Lately, in the news, we have heard a lot about Elon Musk’s project of colonizing the Planet Mars. His plan is to start building a colony on Mars before the end of his life. But imagine a colony that does not need to stay in the protective bubbles of the man-made structures they built. A place where you don’t need your protective vital space suit, where you can breathe fresh air and grow your own food on the surface of Mars. This would all be possible if we could find a way to terraform Mars. The terraforming of a planet is not an easy and inexpensive feat and certainly not realizable with our current technologies. So why would we want to endeavor in such a tremendous project? Here are a few reasons why. The resource depletion and energy demand of human civilization on planet Earth are one of our main concerns. At the speed that we are using our resources here on Earth and the rate that our population is expanding, if we want to maintain our civilization’s technological advancement, we will need to expand to a second planet to be able to harvest more material resources. Also, having two planets to harvest our energy from will surely increase our energy output. Furthermore, colonizing a second planet would help prevent humans to go extinct in the advent of cataclysmic events bestowing Earth.
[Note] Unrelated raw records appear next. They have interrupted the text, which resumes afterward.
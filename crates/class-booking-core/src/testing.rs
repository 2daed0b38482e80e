//! In-memory calendar and clock for engine and orchestrator tests

use async_trait::async_trait;
use chrono::{Duration, NaiveDate, NaiveDateTime};
use class_booking_models::SlotKey;
use class_booking_portal::{format_week_label, CalendarUi, DialogState, DialogVariant, SlotHandle, UiError};
use std::collections::HashMap;
use std::sync::Mutex;
use crate::clock::Clock;

pub fn at(day: u32, hour: u32) -> NaiveDateTime {
    NaiveDate::from_ymd_opt(2024, 6, day).unwrap().and_hms_opt(hour, 0, 0).unwrap()
}

pub struct ManualClock {
    now: Mutex<NaiveDateTime>,
    pub sleeps: Mutex<Vec<NaiveDateTime>>,
}

impl ManualClock {
    pub fn new(now: NaiveDateTime) -> Self {
        Self {
            now: Mutex::new(now),
            sleeps: Mutex::new(Vec::new()),
        }
    }
}

#[async_trait]
impl Clock for ManualClock {
    fn now(&self) -> NaiveDateTime {
        *self.now.lock().unwrap()
    }

    async fn sleep_until(&self, instant: NaiveDateTime) {
        self.sleeps.lock().unwrap().push(instant);
        let mut now = self.now.lock().unwrap();
        if instant > *now {
            *now = instant;
        }
    }
}

#[derive(Debug, Clone)]
pub struct FakeSlot {
    pub text: String,
    /// Dialog shown when the register icon is clicked
    pub dialog: Option<DialogState>,
}

impl FakeSlot {
    pub fn bookable() -> Self {
        Self::with_dialog("CrossFit\n12:00 - 13:00", DialogVariant::BookingConfirmation, "Register for this class?")
    }

    pub fn with_text(text: &str) -> Self {
        Self {
            text: text.to_string(),
            dialog: None,
        }
    }

    pub fn with_dialog(text: &str, variant: DialogVariant, dialog_text: &str) -> Self {
        Self {
            text: text.to_string(),
            dialog: Some(DialogState {
                variant,
                text: dialog_text.to_string(),
            }),
        }
    }
}

#[derive(Debug, Default)]
pub struct FakeState {
    pub week: i64,
    pub slots: HashMap<String, FakeSlot>,
    /// Header text override, used to simulate a calendar stuck on the wrong week
    pub header_override: Option<String>,
    pub open_dialog: Option<DialogState>,
    pub lookups: Vec<SlotKey>,
    pub clicks: Vec<String>,
    pub confirms: usize,
    pub dismissed: Vec<DialogVariant>,
    pub captures: Vec<String>,
    pub moves: Vec<i64>,
    pub success_message: bool,
    /// Make `dismiss` time out, leaving the dialog open
    pub dismiss_fails: bool,
}

/// Calendar whose week 0 header shows `today`
pub struct FakeCalendar {
    today: NaiveDate,
    pub state: Mutex<FakeState>,
}

impl FakeCalendar {
    pub fn new(today: NaiveDate) -> Self {
        Self {
            today,
            state: Mutex::new(FakeState {
                success_message: true,
                ..FakeState::default()
            }),
        }
    }

    pub fn add_slot(&self, target: NaiveDateTime, slot: FakeSlot) {
        let key = crate::resolver::slot_key(target);
        self.state.lock().unwrap().slots.insert(key.to_string(), slot);
    }

    fn page_date(&self, state: &FakeState) -> NaiveDate {
        self.today + Duration::days(7 * state.week)
    }

    fn timeout(what: &str) -> UiError {
        UiError::timeout(what, std::time::Duration::from_secs(5))
    }
}

#[async_trait]
impl CalendarUi for FakeCalendar {
    async fn current_page_date(&self) -> Result<NaiveDate, UiError> {
        let state = self.state.lock().unwrap();
        Ok(self.page_date(&state))
    }

    async fn wait_for_week_label(&self, label: &str, _timeout: std::time::Duration) -> Result<(), UiError> {
        let state = self.state.lock().unwrap();
        let header = state
            .header_override
            .clone()
            .unwrap_or_else(|| format_week_label(self.page_date(&state)));
        if header.contains(label) {
            Ok(())
        } else {
            Err(Self::timeout(label))
        }
    }

    async fn advance_week(&self) -> Result<(), UiError> {
        let mut state = self.state.lock().unwrap();
        state.week += 1;
        state.moves.push(1);
        Ok(())
    }

    async fn retreat_week(&self) -> Result<(), UiError> {
        let mut state = self.state.lock().unwrap();
        state.week -= 1;
        state.moves.push(-1);
        Ok(())
    }

    async fn find_slot(&self, key: &SlotKey) -> Result<Option<SlotHandle>, UiError> {
        let mut state = self.state.lock().unwrap();
        state.lookups.push(*key);
        let id = key.to_string();
        Ok(state.slots.contains_key(&id).then_some(SlotHandle { element_id: id }))
    }

    async fn read_text(&self, slot: &SlotHandle) -> Result<String, UiError> {
        let state = self.state.lock().unwrap();
        state
            .slots
            .get(&slot.element_id)
            .map(|s| s.text.clone())
            .ok_or_else(|| UiError::UnexpectedContent(slot.element_id.clone()))
    }

    async fn click_register(&self, slot: &SlotHandle) -> Result<(), UiError> {
        let mut state = self.state.lock().unwrap();
        state.clicks.push(slot.element_id.clone());
        state.open_dialog = state.slots.get(&slot.element_id).and_then(|s| s.dialog.clone());
        Ok(())
    }

    async fn wait_for_any_dialog(
        &self,
        variants: &[DialogVariant],
        _timeout: std::time::Duration,
    ) -> Result<DialogState, UiError> {
        let state = self.state.lock().unwrap();
        match &state.open_dialog {
            Some(dialog) if variants.contains(&dialog.variant) => Ok(dialog.clone()),
            _ => Err(Self::timeout("dialog")),
        }
    }

    async fn confirm_booking(&self) -> Result<(), UiError> {
        let mut state = self.state.lock().unwrap();
        state.confirms += 1;
        state.open_dialog = state.success_message.then(|| DialogState {
            variant: DialogVariant::Alert,
            text: "Message\nYou are registered".to_string(),
        });
        Ok(())
    }

    async fn wait_for_success(&self, _timeout: std::time::Duration) -> Result<(), UiError> {
        let state = self.state.lock().unwrap();
        match &state.open_dialog {
            Some(dialog) if dialog.variant == DialogVariant::Alert => Ok(()),
            _ => Err(Self::timeout("booking success message")),
        }
    }

    async fn dismiss(&self, variant: DialogVariant) -> Result<(), UiError> {
        let mut state = self.state.lock().unwrap();
        if state.dismiss_fails {
            return Err(Self::timeout("dialog to close"));
        }
        state.dismissed.push(variant);
        state.open_dialog = None;
        Ok(())
    }

    async fn capture_failure(&self, label: &str) {
        self.state.lock().unwrap().captures.push(label.to_string());
    }
}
First of all, Mars similar to Earth and already has a lot of elements necessary to life like hydrogen, oxygen, carbon, sulfur, nitrogen, and phosphorus. Moreover, there is some frozen water found in the polar cap of Mars and, additionally, the planet is in the goldilocks zone or habitable zone, where it’s possible for water to be in its liquid form.
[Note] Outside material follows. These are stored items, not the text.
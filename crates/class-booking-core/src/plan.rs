use chrono::{Duration, NaiveDateTime};
use class_booking_models::{CalendarPageState, ClassSlot};
use serde::Serialize;
use crate::context::RunContext;
use crate::navigator::week_sequence;
use crate::resolver::resolve_on_page;
use crate::window::RegistrationWindow;

/// A class the next run would consider, and whether it could be booked now
#[derive(Debug, Clone, Serialize, PartialEq)]
pub struct PlannedTarget {
    pub week: usize,
    pub slot: ClassSlot,
    pub target: NaiveDateTime,
    pub window: RegistrationWindow,
}

/// Targets a run starting at `now` would visit, in visiting order. Mirrors
/// the calendar pages a run shows: week `k` is `today + 7k` days.
pub fn plan_targets(
    slots: &[ClassSlot],
    max_weeks: usize,
    now: NaiveDateTime,
    ctx: &RunContext,
) -> Vec<PlannedTarget> {
    let today = now.date();
    week_sequence(ctx.week_order, max_weeks)
        .into_iter()
        .flat_map(|week| {
            let page = CalendarPageState::from_date(today + Duration::weeks(week as i64));
            slots.iter().map(move |slot| {
                let target = resolve_on_page(*slot, &page);
                PlannedTarget {
                    week,
                    slot: *slot,
                    target,
                    window: RegistrationWindow::classify(target, now, ctx),
                }
            })
        })
        .collect()
}

#[cfg(test)]
mod tests {
    use super::*;
    use crate::testing::at;
    use chrono::Weekday;
    use class_booking_config::{BookingOptions, WeekOrder};

    #[test]
    fn test_plan_lists_every_week() {
        let ctx = RunContext::new(Duration::hours(168), std::time::Duration::from_secs(5));
        let slots = vec![
            ClassSlot::new(Weekday::Mon, 7).unwrap(),
            ClassSlot::new(Weekday::Fri, 18).unwrap(),
        ];

        let plan = plan_targets(&slots, 2, at(12, 8), &ctx);

        let targets: Vec<_> = plan.iter().map(|p| p.target).collect();
        assert_eq!(targets, vec![at(10, 7), at(14, 18), at(17, 7), at(21, 18)]);
        assert_eq!(plan[0].window, RegistrationWindow::Past);
        assert_eq!(plan[1].window, RegistrationWindow::Open);
        assert_eq!(plan[2].window, RegistrationWindow::Open);
        assert_eq!(plan[3].window, RegistrationWindow::NotYetOpen { opens_at: at(14, 18) });
    }

    #[test]
    fn test_plan_follows_week_order() {
        let ctx = RunContext::new(Duration::hours(336), std::time::Duration::from_secs(5))
            .with_week_order(WeekOrder::FarthestFirst);
        let slots = vec![ClassSlot::new(Weekday::Wed, 12).unwrap()];

        let plan = plan_targets(&slots, 3, at(10, 8), &ctx);

        let weeks: Vec<_> = plan.iter().map(|p| p.week).collect();
        assert_eq!(weeks, vec![2, 1, 0]);
        assert_eq!(plan[0].target, at(26, 12));
    }

    #[test]
    fn test_default_weeks_reach_every_bookable_class() {
        // Sunday 16 June 08:00 with the default two-week lookahead
        let options = BookingOptions::default();
        let ctx = RunContext::from_options(&options);
        let slots = vec![
            ClassSlot::new(Weekday::Tue, 12).unwrap(),
            ClassSlot::new(Weekday::Sun, 9).unwrap(),
        ];
        let now = at(16, 8);

        let plan = plan_targets(&slots, options.weeks(), now, &ctx);

        let open: Vec<_> = plan
            .iter()
            .filter(|p| p.window == RegistrationWindow::Open)
            .map(|p| p.target)
            .collect();
        for target in [at(16, 9), at(18, 12), at(23, 9), at(25, 12)] {
            assert!(target - now < ctx.lookahead);
            assert!(open.contains(&target), "{} is bookable but not planned", target);
        }
        assert!(plan
            .iter()
            .any(|p| p.target == at(30, 9) && matches!(p.window, RegistrationWindow::NotYetOpen { .. })));
    }
}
The hardship of terraforming Mars:
Terraforming Mars will not be effortless. Let’s explore some problems that we will have to address. The first thing is that the planet’s atmosphere is really thin and that the lack of a global magnetic field will make it hard for us to maintain a more dense atmosphere. Furthermore, the planet only has 59% of the light level that reaches Earth, which will make it somewhat harder to warm up. There is also, the problem of low surface gravity, only 37% of the gravity on Earth, which will surely have health consequences for the colonists. There are certainly many more obstacles but just to name a few more, there’s the toxic soil, molecular instability of the bonds of atom making hard for the organic compound to form, the solar and cosmic radiation at the surface of Mars and the average temperature of -63 °C.
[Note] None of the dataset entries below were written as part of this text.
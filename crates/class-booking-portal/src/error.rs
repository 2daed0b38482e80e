use std::time::Duration;
use thiserror::Error;

#[derive(Debug, Error)]
pub enum UiError {
    /// An expected element or page state did not show up in time
    #[error("timed out after {after:?} waiting for {what}")]
    Timeout { what: String, after: Duration },

    #[error("browser launch failed: {0}")]
    Launch(String),

    #[error("login failed: {0}")]
    Login(String),

    #[error("unexpected page content: {0}")]
    UnexpectedContent(String),

    #[error("browser driver error: {0}")]
    Driver(String),
}

impl UiError {
    pub fn timeout(what: impl Into<String>, after: Duration) -> Self {
        Self::Timeout {
            what: what.into(),
            after,
        }
    }

    pub fn is_timeout(&self) -> bool {
        matches!(self, Self::Timeout { .. })
    }
}

impl From<chromiumoxide::error::CdpError> for UiError {
    fn from(e: chromiumoxide::error::CdpError) -> Self {
        Self::Driver(e.to_string())
    }
}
Some ideas of what we could do:
One of the things we will have to figure out first is how to warm up Mars, so we can release the carbon dioxide frozen on the planet’s surface, to thicken the atmosphere. Here are two ideas to warm up Mars. The first one would be to have orbital mirrors that would capture heat from the sun and redirect it to the surface of the planet. The second one would be to reduce the albedo effect by introducing some extremophiles like bacterias, algae, and lichens to absorb more heat. The second major problem is the missing global magnetic field. One idea was to build sets of latitudinal superconducting rings to create an artificial magnetic field that would protect the atmosphere and reduce the amount of radiation reaching the surface. For the problem of the chemistry of the atmosphere, the idea was to capture comets and asteroids that are rich with the missing elements and to make them collide with the planet to add them to the atmosphere.
In conclusion, the terraforming of Mars is well beyond our actual technological capacity but who knows maybe in a couple of hundred years we will have started this colossal enterprise.